Sorriu e disse que deixava sua esposa ao cuidado deles e por fim, desejou que
todos pudessem perdoá-lo pelas suas faltas. Então, como se fosse dormir, José
fechou os olhos e morreu.
Após deixar o corpo José teve medo. Na
verdade, sempre temeu aquele momento. Era um pecador, um homem rude que pouco
leu em sua vida e que agora não tinha mais tempo para corrigir nada. Mas o medo
o abandonou e ele só sentia a paz. Estava diante do infinito, e não importa
para onde olhasse, só via um espaço branco formado por nuvens.

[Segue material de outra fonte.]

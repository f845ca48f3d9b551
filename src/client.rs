//! Client chain marginfi: chargement des banks et comptes décodés
//! Table de lookup immuable construite une fois par requête, lue partout

use anyhow::{anyhow, Result};
use rust_decimal::prelude::*;
use rust_decimal::Decimal;
use solana_account_decoder::UiAccountEncoding;
use solana_client::nonblocking::rpc_client::RpcClient;
use solana_client::rpc_config::{RpcAccountInfoConfig, RpcProgramAccountsConfig};
use solana_client::rpc_filter::{Memcmp, RpcFilterType};
use solana_sdk::commitment_config::CommitmentConfig;
use solana_sdk::pubkey::Pubkey;
use std::collections::HashMap;
use std::sync::Arc;

use crate::birdeye::BirdeyeClient;
use crate::config::ProgramIds;
use crate::oracle::OraclePrice;
use crate::state::{
    BankState, MarginfiAccountHeader, ACCOUNT_AUTHORITY_OFFSET, ACCOUNT_GROUP_OFFSET,
    BANK_GROUP_OFFSET, MARGINFI_ACCOUNT_SIZE,
};
use crate::valuation::Bank;

/// Limite getMultipleAccounts par appel RPC
const MULTIPLE_ACCOUNTS_CHUNK: usize = 100;

/// Capacité wallet minimale passée au client: une clé publique, AUCUNE
/// méthode de signature. Les chemins de valorisation ne signent jamais.
#[derive(Debug, Clone, Copy)]
pub struct WalletStub {
    pub public_key: Pubkey,
}

impl Default for WalletStub {
    fn default() -> Self {
        Self {
            public_key: Pubkey::default(),
        }
    }
}

/// Options de chargement du client
#[derive(Debug, Clone, Default)]
pub struct ClientOptions {
    /// Adresses de banks à charger directement (getMultipleAccounts)
    /// au lieu d'un scan complet du group
    pub preloaded_bank_addresses: Option<Vec<Pubkey>>,
}

/// Client marginfi en lecture seule, état figé pour la durée d'une requête
pub struct MarginfiClient {
    rpc: Arc<RpcClient>,
    pub group: Pubkey,
    pub wallet: WalletStub,
    /// Banks décodées du group, indexées par adresse
    pub banks: HashMap<Pubkey, Bank>,
    /// Prix oracle par adresse de bank (spot au moment du fetch)
    pub oracle_prices: HashMap<Pubkey, OraclePrice>,
}

impl MarginfiClient {
    /// Charge banks + prix pour un group. Les comptes indécodables et les
    /// mints sans prix sont écartés avec log, jamais fatals.
    pub async fn fetch(
        rpc: Arc<RpcClient>,
        birdeye: &BirdeyeClient,
        group: Pubkey,
        wallet: WalletStub,
        options: ClientOptions,
    ) -> Result<Self> {
        let banks = match &options.preloaded_bank_addresses {
            Some(addresses) => Self::load_banks_by_address(&rpc, addresses).await?,
            None => Self::load_banks_for_group(&rpc, &group).await?,
        };

        log::debug!("{} banks chargées pour le group {}", banks.len(), group);

        let oracle_prices = Self::load_oracle_prices(birdeye, &banks).await?;

        Ok(Self {
            rpc,
            group,
            wallet,
            banks,
            oracle_prices,
        })
    }

    async fn load_banks_by_address(
        rpc: &RpcClient,
        addresses: &[Pubkey],
    ) -> Result<HashMap<Pubkey, Bank>> {
        let mut banks = HashMap::new();

        for chunk in addresses.chunks(MULTIPLE_ACCOUNTS_CHUNK) {
            let accounts = rpc
                .get_multiple_accounts(chunk)
                .await
                .map_err(|e| anyhow!("RPC error banks: {}", e))?;

            for (address, account) in chunk.iter().zip(accounts) {
                let Some(account) = account else {
                    log::debug!("bank {} absente on-chain", address);
                    continue;
                };
                match BankState::from_account_data(&account.data) {
                    Some(state) => {
                        banks.insert(*address, Bank::new(*address, state));
                    }
                    None => log::debug!("bank {} indécodable", address),
                }
            }
        }

        Ok(banks)
    }

    async fn load_banks_for_group(
        rpc: &RpcClient,
        group: &Pubkey,
    ) -> Result<HashMap<Pubkey, Bank>> {
        let config = RpcProgramAccountsConfig {
            filters: Some(vec![RpcFilterType::Memcmp(Memcmp::new_raw_bytes(
                BANK_GROUP_OFFSET,
                group.to_bytes().to_vec(),
            ))]),
            account_config: RpcAccountInfoConfig {
                encoding: Some(UiAccountEncoding::Base64),
                data_slice: None,
                commitment: Some(CommitmentConfig::confirmed()),
                min_context_slot: None,
            },
            with_context: Some(false),
        };

        let accounts = rpc
            .get_program_accounts_with_config(&ProgramIds::marginfi(), config)
            .await
            .map_err(|e| anyhow!("RPC error banks: {}", e))?;

        let mut banks = HashMap::new();
        for (address, account) in accounts {
            match BankState::from_account_data(&account.data) {
                Some(state) => {
                    banks.insert(address, Bank::new(address, state));
                }
                None => log::debug!("bank {} indécodable", address),
            }
        }

        Ok(banks)
    }

    /// Construit la table de prix par bank depuis les prix spot des mints.
    /// Une bank dont le mint n'a pas de prix reste absente de la table.
    async fn load_oracle_prices(
        birdeye: &BirdeyeClient,
        banks: &HashMap<Pubkey, Bank>,
    ) -> Result<HashMap<Pubkey, OraclePrice>> {
        let mut mints: Vec<String> = banks.values().map(|b| b.mint().to_string()).collect();
        mints.sort();
        mints.dedup();

        let prices = birdeye.get_prices(&mints).await?;

        let mut oracle_prices = HashMap::new();
        for bank in banks.values() {
            let mint = bank.mint().to_string();
            match prices.get(&mint).and_then(|p| Decimal::from_f64(p.value)) {
                Some(price) => {
                    oracle_prices.insert(bank.address, OraclePrice::from_spot(price));
                }
                None => log::debug!("pas de prix pour le mint {}", mint),
            }
        }

        Ok(oracle_prices)
    }

    pub fn get_bank_by_pk(&self, address: &Pubkey) -> Option<&Bank> {
        self.banks.get(address)
    }

    /// Comptes marginfi du group appartenant à une authority
    pub async fn get_accounts_for_authority(
        &self,
        authority: &Pubkey,
    ) -> Result<Vec<(Pubkey, MarginfiAccountHeader)>> {
        let config = RpcProgramAccountsConfig {
            filters: Some(vec![
                RpcFilterType::DataSize(MARGINFI_ACCOUNT_SIZE),
                RpcFilterType::Memcmp(Memcmp::new_raw_bytes(
                    ACCOUNT_GROUP_OFFSET,
                    self.group.to_bytes().to_vec(),
                )),
                RpcFilterType::Memcmp(Memcmp::new_raw_bytes(
                    ACCOUNT_AUTHORITY_OFFSET,
                    authority.to_bytes().to_vec(),
                )),
            ]),
            account_config: RpcAccountInfoConfig {
                encoding: Some(UiAccountEncoding::Base64),
                data_slice: None,
                commitment: Some(CommitmentConfig::confirmed()),
                min_context_slot: None,
            },
            with_context: Some(false),
        };

        let accounts = self
            .rpc
            .get_program_accounts_with_config(&ProgramIds::marginfi(), config)
            .await
            .map_err(|e| anyhow!("RPC error comptes: {}", e))?;

        let mut decoded = Vec::new();
        for (address, account) in accounts {
            match MarginfiAccountHeader::from_account_data(&account.data) {
                Some(header) => decoded.push((address, header)),
                None => log::debug!("compte {} indécodable", address),
            }
        }

        Ok(decoded)
    }
}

_ Eu estou no Céu? Perguntou em alta
voz.
_ Ainda não José.
Havia um homem simpático ao seu lado. Um
pouco mais velho que ele, mas que irradiava força e bondade.
_ Então é o purgatório?
_ Não. Você acha que merecia o
purgatório?
_ Tive meus pecados.
_ Vocês costumam ser muito severos.
Pedem perdão pelos pecados e não aceitam que foram perdoados. Continuam a se
castigar mesmo depois que alcançam o perdão. Você rezava o Pai Nosso todas as noites com sua esposa antes de dormirem. Vocês
os ensinaram a todos os seus filhos. Será que nunca escutou ‘perdoa as nossas ofensas assim como
perdoamos a quem nos tem ofendido’? Deus escuta as preces sinceras, José.
Escuta e as atende.
_ A gente tem medo de não agradar a
Deus.
_ Você foi um bom pai, José. Ensinou
seus filhos o que era certo e o que era errado, se sacrificou por eles, foi
amigo, companheiro e era um homem justo. Seus filhos o amavam tanto que não o
desobedeciam porque não lhe queriam mal. Ver você triste era para eles o pior
do castigo. Isso é amor. Deus é Pai, José. Revelou-se e ensinou seus filhos, e
eles o obedecem por amor e não por medo.
_ Eu sempre tive fé em Deus, mas não fui
daqueles que saíam convidando para ir a Igreja. Eu achava isso bonito, mas
nunca tive coragem de fazer.
_ Todos recebem um dom. Uns catam,
outros oram, outros explicam a Palavra, mas todos, todos mesmo, devem saber
amar. E você amou muito! Você era
pedreiro, certo? Você trabalhou honestamente, deu esmolas, aconselhou os amigos
a fazerem as coisas certas, não mentiu ou fraudou ninguém e ainda ajudava
vizinhos a fazerem pequenos reparos que eles nunca tinham meios de pagar. Você
tinha pouco, mas partilhava o que recebia e transformava esse pouco em muito.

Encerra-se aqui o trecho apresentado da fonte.